Greg Stoller, Master Lecturer of Strategy and Innovation at Boston University’s Questrom School of Business, dives into the current back-to-school spending habits in his latest Insights@Questrom Q&A post. Drawing on economic and behavioral insights, he explains why families remain cautious with their purchases despite easing inflation and highlights the lasting impact of pandemic-related uncertainties on consumer behavior.
At a high level, what economic factors might be driving families to remain cautious with back-to-school spending, even as inflation eases?
The majority of the people that I regularly speak with are not looking through a microscopic, economic lens in terms of back-to-school spending. My point is that whether the price increases are due to inflation, tariffs, or weakening US dollar, people don’t care. What they do care about is saving money and trying to be pragmatic. In preparation for this article, some new ideas that have been bantered about are reusing backpacks from the year before, cleaning out old notebooks and either archiving those papers or throwing them out entirely (so they can be re-used) or instead of buying a 12 pack of pencils making do with a six pack.
How are current job market challenges, especially for recent graduates, affecting household financial decisions and consumer behavior today?
I have a somewhat unique barometer that I use to assess the economy every summer: The number of students I hear from between May and July in terms of their job searches. In past years, most of these discussions have centered on compensation negotiations, promotions (e.g., if they’ve been at the company for two or three years already) or mentorship as it relates to skill improvement. This summer, however, I am receiving over five emails a week from students who have not been able to get an interview let alone a job offer. This equally applies to US and non-US students alike. People are resigned to the fact that this might take a while. Not surprisingly, as children in their households, the parents are responding and kind by staying in jobs that they have or cutting down spending proportionally.
Are there any psychological or behavioral finance principles that help explain why consumers may still be hesitant to spend?
As noted above, the average consumer isn’t necessarily fluent in the idiosyncrasies of price earnings ratios, what defines a recession, the short vs. long end of the yield curve, or when it’s time to return to quantitative easing. What does resonate with them is losing their jobs and going to one income per household, or facing the increasing cost of “life,” whether that be inflation induced increases to everyday purchases or the cost of food at the grocery store.
What role does media coverage of economic uncertainty, like headlines about interest rates or consumer debt play in shaping spending behavior for average households?
When people read hardcopy newspapers, it was a well-known fact that the headline writers actually made more money than many of the journalists themselves. Their job was to have a provocative headline that would get people to purchase the physical newspaper. The same mentality applies to online media these days. People are trying to get clicks so are trying to be as sensational as possible. This only increases the angst of the average person, and especially when the DJIA is whipsawing on a weekly basis. That’s not say that there shouldn’t be concern, but the media is stoking the embers as much as they can. (It’s also worth noting that several journalists get compensated based on their click rates, so they want people to have a reason to visit their sites and read their articles).

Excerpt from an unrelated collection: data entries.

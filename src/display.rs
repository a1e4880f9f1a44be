//! Presents CPU-rendered frames in a window through wgpu.
//!
//! The framebuffer is uploaded into a texture every frame and stretched over
//! the surface by a fullscreen triangle. The frame is already gamma encoded,
//! so the surface and texture use non-sRGB formats.

use std::sync::Arc;

use crate::error::DisplayError;
use crate::renderer::Framebuffer;

const FRAME_FORMAT: wgpu::TextureFormat = wgpu::TextureFormat::Rgba8Unorm;

/// Texture holding the latest frame plus its bind group
struct FrameTexture {
    texture: wgpu::Texture,
    bind_group: wgpu::BindGroup,
    size: (u32, u32),
}

/// Display system managing the wgpu surface and the blit pipeline
pub struct DisplaySystem {
    surface: wgpu::Surface<'static>,
    device: wgpu::Device,
    queue: wgpu::Queue,
    config: wgpu::SurfaceConfiguration,
    pipeline: wgpu::RenderPipeline,
    bind_group_layout: wgpu::BindGroupLayout,
    sampler: wgpu::Sampler,
    frame: Option<FrameTexture>,
}

impl DisplaySystem {
    /// Create new display system
    pub async fn new(window: Arc<winit::window::Window>) -> Result<Self, DisplayError> {
        let size = window.inner_size();

        let instance = wgpu::Instance::new(wgpu::InstanceDescriptor {
            backends: wgpu::Backends::all(),
            ..Default::default()
        });

        // Create surface (window must have 'static lifetime via Arc)
        let surface = instance
            .create_surface(window)
            .map_err(|e| DisplayError::Surface(e.to_string()))?;

        let adapter = instance
            .request_adapter(&wgpu::RequestAdapterOptions {
                power_preference: wgpu::PowerPreference::HighPerformance,
                compatible_surface: Some(&surface),
                force_fallback_adapter: false,
            })
            .await
            .ok_or(DisplayError::Adapter)?;

        let (device, queue) = adapter
            .request_device(
                &wgpu::DeviceDescriptor {
                    label: Some("Display Device"),
                    required_features: wgpu::Features::empty(),
                    required_limits: wgpu::Limits::default(),
                    memory_hints: Default::default(),
                },
                None,
            )
            .await
            .map_err(|e| DisplayError::Device(e.to_string()))?;

        let surface_caps = surface.get_capabilities(&adapter);
        let surface_format = surface_caps
            .formats
            .iter()
            .find(|f| !f.is_srgb())
            .or_else(|| surface_caps.formats.first())
            .copied()
            .ok_or_else(|| DisplayError::Surface("surface reports no formats".to_string()))?;
        if surface_format.is_srgb() {
            log::warn!("no linear surface format available; frames will look washed out");
        }

        let config = wgpu::SurfaceConfiguration {
            usage: wgpu::TextureUsages::RENDER_ATTACHMENT,
            format: surface_format,
            width: size.width.max(1),
            height: size.height.max(1),
            present_mode: wgpu::PresentMode::Fifo,
            alpha_mode: surface_caps
                .alpha_modes
                .first()
                .copied()
                .unwrap_or(wgpu::CompositeAlphaMode::Auto),
            view_formats: vec![],
            desired_maximum_frame_latency: 2,
        };
        surface.configure(&device, &config);

        let shader = device.create_shader_module(wgpu::ShaderModuleDescriptor {
            label: Some("Blit Shader"),
            source: wgpu::ShaderSource::Wgsl(include_str!("blit.wgsl").into()),
        });

        let bind_group_layout = device.create_bind_group_layout(&wgpu::BindGroupLayoutDescriptor {
            label: Some("Frame Bind Group Layout"),
            entries: &[
                wgpu::BindGroupLayoutEntry {
                    binding: 0,
                    visibility: wgpu::ShaderStages::FRAGMENT,
                    ty: wgpu::BindingType::Texture {
                        sample_type: wgpu::TextureSampleType::Float { filterable: true },
                        view_dimension: wgpu::TextureViewDimension::D2,
                        multisampled: false,
                    },
                    count: None,
                },
                wgpu::BindGroupLayoutEntry {
                    binding: 1,
                    visibility: wgpu::ShaderStages::FRAGMENT,
                    ty: wgpu::BindingType::Sampler(wgpu::SamplerBindingType::Filtering),
                    count: None,
                },
            ],
        });

        let sampler = device.create_sampler(&wgpu::SamplerDescriptor {
            label: Some("Frame Sampler"),
            address_mode_u: wgpu::AddressMode::ClampToEdge,
            address_mode_v: wgpu::AddressMode::ClampToEdge,
            mag_filter: wgpu::FilterMode::Linear,
            min_filter: wgpu::FilterMode::Linear,
            ..Default::default()
        });

        let pipeline_layout = device.create_pipeline_layout(&wgpu::PipelineLayoutDescriptor {
            label: Some("Blit Pipeline Layout"),
            bind_group_layouts: &[&bind_group_layout],
            push_constant_ranges: &[],
        });

        let pipeline = device.create_render_pipeline(&wgpu::RenderPipelineDescriptor {
            label: Some("Blit Pipeline"),
            layout: Some(&pipeline_layout),
            vertex: wgpu::VertexState {
                module: &shader,
                entry_point: Some("vs_main"),
                buffers: &[],
                compilation_options: Default::default(),
            },
            fragment: Some(wgpu::FragmentState {
                module: &shader,
                entry_point: Some("fs_main"),
                targets: &[Some(wgpu::ColorTargetState {
                    format: config.format,
                    blend: None,
                    write_mask: wgpu::ColorWrites::ALL,
                })],
                compilation_options: Default::default(),
            }),
            primitive: wgpu::PrimitiveState {
                topology: wgpu::PrimitiveTopology::TriangleList,
                strip_index_format: None,
                front_face: wgpu::FrontFace::Ccw,
                cull_mode: None,
                polygon_mode: wgpu::PolygonMode::Fill,
                unclipped_depth: false,
                conservative: false,
            },
            depth_stencil: None,
            multisample: wgpu::MultisampleState::default(),
            multiview: None,
            cache: None,
        });

        log::info!(
            "display: {} ({:?}), surface {}x{} {:?}",
            adapter.get_info().name,
            adapter.get_info().backend,
            config.width,
            config.height,
            config.format
        );

        Ok(Self {
            surface,
            device,
            queue,
            config,
            pipeline,
            bind_group_layout,
            sampler,
            frame: None,
        })
    }

    /// Current surface size
    pub fn size(&self) -> (u32, u32) {
        (self.config.width, self.config.height)
    }

    /// Reconfigure the surface after a window resize
    pub fn resize(&mut self, width: u32, height: u32) {
        if width == 0 || height == 0 {
            return;
        }
        self.config.width = width;
        self.config.height = height;
        self.surface.configure(&self.device, &self.config);
    }

    fn create_frame_texture(&self, width: u32, height: u32) -> FrameTexture {
        let texture = self.device.create_texture(&wgpu::TextureDescriptor {
            label: Some("Frame Texture"),
            size: wgpu::Extent3d {
                width,
                height,
                depth_or_array_layers: 1,
            },
            mip_level_count: 1,
            sample_count: 1,
            dimension: wgpu::TextureDimension::D2,
            format: FRAME_FORMAT,
            usage: wgpu::TextureUsages::TEXTURE_BINDING | wgpu::TextureUsages::COPY_DST,
            view_formats: &[],
        });
        let view = texture.create_view(&wgpu::TextureViewDescriptor::default());
        let bind_group = self.device.create_bind_group(&wgpu::BindGroupDescriptor {
            label: Some("Frame Bind Group"),
            layout: &self.bind_group_layout,
            entries: &[
                wgpu::BindGroupEntry {
                    binding: 0,
                    resource: wgpu::BindingResource::TextureView(&view),
                },
                wgpu::BindGroupEntry {
                    binding: 1,
                    resource: wgpu::BindingResource::Sampler(&self.sampler),
                },
            ],
        });
        log::debug!("frame texture allocated at {width}x{height}");

        FrameTexture {
            texture,
            bind_group,
            size: (width, height),
        }
    }

    /// Upload `frame` and present it stretched over the surface
    pub fn present(&mut self, frame: &Framebuffer) -> Result<(), wgpu::SurfaceError> {
        let (width, height) = (frame.width(), frame.height());
        if width == 0 || height == 0 {
            return Ok(());
        }
        let pixels = frame.to_rgba8();

        if self.frame.as_ref().map_or(true, |f| f.size != (width, height)) {
            self.frame = Some(self.create_frame_texture(width, height));
        }
        let Some(target) = self.frame.as_ref() else {
            return Ok(());
        };

        self.queue.write_texture(
            wgpu::ImageCopyTexture {
                texture: &target.texture,
                mip_level: 0,
                origin: wgpu::Origin3d::ZERO,
                aspect: wgpu::TextureAspect::All,
            },
            &pixels,
            wgpu::ImageDataLayout {
                offset: 0,
                bytes_per_row: Some(width * 4),
                rows_per_image: Some(height),
            },
            wgpu::Extent3d {
                width,
                height,
                depth_or_array_layers: 1,
            },
        );

        let output = self.surface.get_current_texture()?;
        let view = output
            .texture
            .create_view(&wgpu::TextureViewDescriptor::default());

        let mut encoder = self
            .device
            .create_command_encoder(&wgpu::CommandEncoderDescriptor {
                label: Some("Blit Encoder"),
            });

        {
            let mut render_pass = encoder.begin_render_pass(&wgpu::RenderPassDescriptor {
                label: Some("Blit Pass"),
                color_attachments: &[Some(wgpu::RenderPassColorAttachment {
                    view: &view,
                    resolve_target: None,
                    ops: wgpu::Operations {
                        load: wgpu::LoadOp::Clear(wgpu::Color::BLACK),
                        store: wgpu::StoreOp::Store,
                    },
                })],
                depth_stencil_attachment: None,
                timestamp_writes: None,
                occlusion_query_set: None,
            });

            render_pass.set_pipeline(&self.pipeline);
            render_pass.set_bind_group(0, &target.bind_group, &[]);
            render_pass.draw(0..3, 0..1); // Fullscreen triangle
        }

        self.queue.submit(std::iter::once(encoder.finish()));
        output.present();

        Ok(())
    }
}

What trends are you observing in how families are prioritizing their back-to-school purchases, are they buying differently or shifting to value brands?
There are two trends that I’m seeing: People are either accelerating purchases now to lock in prices before the tariffs might hit traditionally fall purchases (e.g., upgrading a phone, buying back to school clothing) or they are trying to make more with less.
How are generational differences playing into this? Are Gen Z parents spending differently than Gen X or millennials?
This has been a very interesting reading point for me. On one end of the spectrum are articles that say GenZ’s are not going to do as well as their parents (see article here), while others say that they’re actually going to be wealthier, albeit with more debt (see article here). Regardless, I think that parents are either having to support their children (with or without them living at home) or delaying bigger picture purchases to make sure they’re taking care of the family.
Do you think retailers are adapting their strategies effectively to meet today’s more cautious consumer mindset?
Retailers are connecting with consumers in ways that I’ve never seen. They are being extremely creative offering sales through social media channels, (ethically) exploiting AI to remind people about purchases, or leaning in hard to customer service inside the store. We have an Alexa in our kitchen and over the past couple of months it now regularly reminds us that certain items need to be re-purchased whether they are recurring foods that we might buy (e.g., mayonnaise, bananas, batteries, or even printer paper). It works because we use those products regularly.
Could these trends signal a longer-term shift in consumer habits, or is this just a temporary post-inflation adjustment period?
I absolutely believe that these consumer habits are here to stay. Think about how many people would prefer to order from Amazon even if it’s a little bit more expensive since they no longer have to drive far to a store? And if they want to return an item, they simply need to drop it off at UPS as opposed to returning to the same brick & mortar retailer.